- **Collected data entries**
____________

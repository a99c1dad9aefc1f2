pub const ERR_TERRAIN_NOT_IN_MAP: &str = "Terrain is not in map";
pub const ERR_TERRAIN_SIZE: &str = "Out of terrain size";
pub const ERR_NAME_USED: &str = "Proposal name was already used";
pub const ERR_TERRAIN_SOLD: &str = "Terrain was already sold";
pub const ERR_PROPOSAL_NOT_FOUND: &str = "Proposal was not made with this name";
pub const ERR_NOT_OWNER: &str = "Not owner";
pub const ERR_CREATOR_VOTE: &str = "Proposal can't be voted by proposal creator";
pub const ERR_ALREADY_VOTED: &str = "Already voted";
pub const ERR_MAP_OVERLAPPED: &str = "Map is overlapped with existing maps";
pub const ERR_INVALID_COORDINATES: &str = "Invalid terrain coordinates";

____________

- **What to work on**
Above are the entries; copy out every line among them that contains the word "const".

- **Result for this exercise**
pub const ERR_TERRAIN_NOT_IN_MAP: &str = "Terrain is not in map";
pub const ERR_TERRAIN_SIZE: &str = "Out of terrain size";
pub const ERR_NAME_USED: &str = "Proposal name was already used";
pub const ERR_TERRAIN_SOLD: &str = "Terrain was already sold";
pub const ERR_PROPOSAL_NOT_FOUND: &str = "Proposal was not made with this name";
pub const ERR_NOT_OWNER: &str = "Not owner";
pub const ERR_CREATOR_VOTE: &str = "Proposal can't be voted by proposal creator";
pub const ERR_ALREADY_VOTED: &str = "Already voted";
pub const ERR_MAP_OVERLAPPED: &str = "Map is overlapped with existing maps";
pub const ERR_INVALID_COORDINATES: &str = "Invalid terrain coordinates";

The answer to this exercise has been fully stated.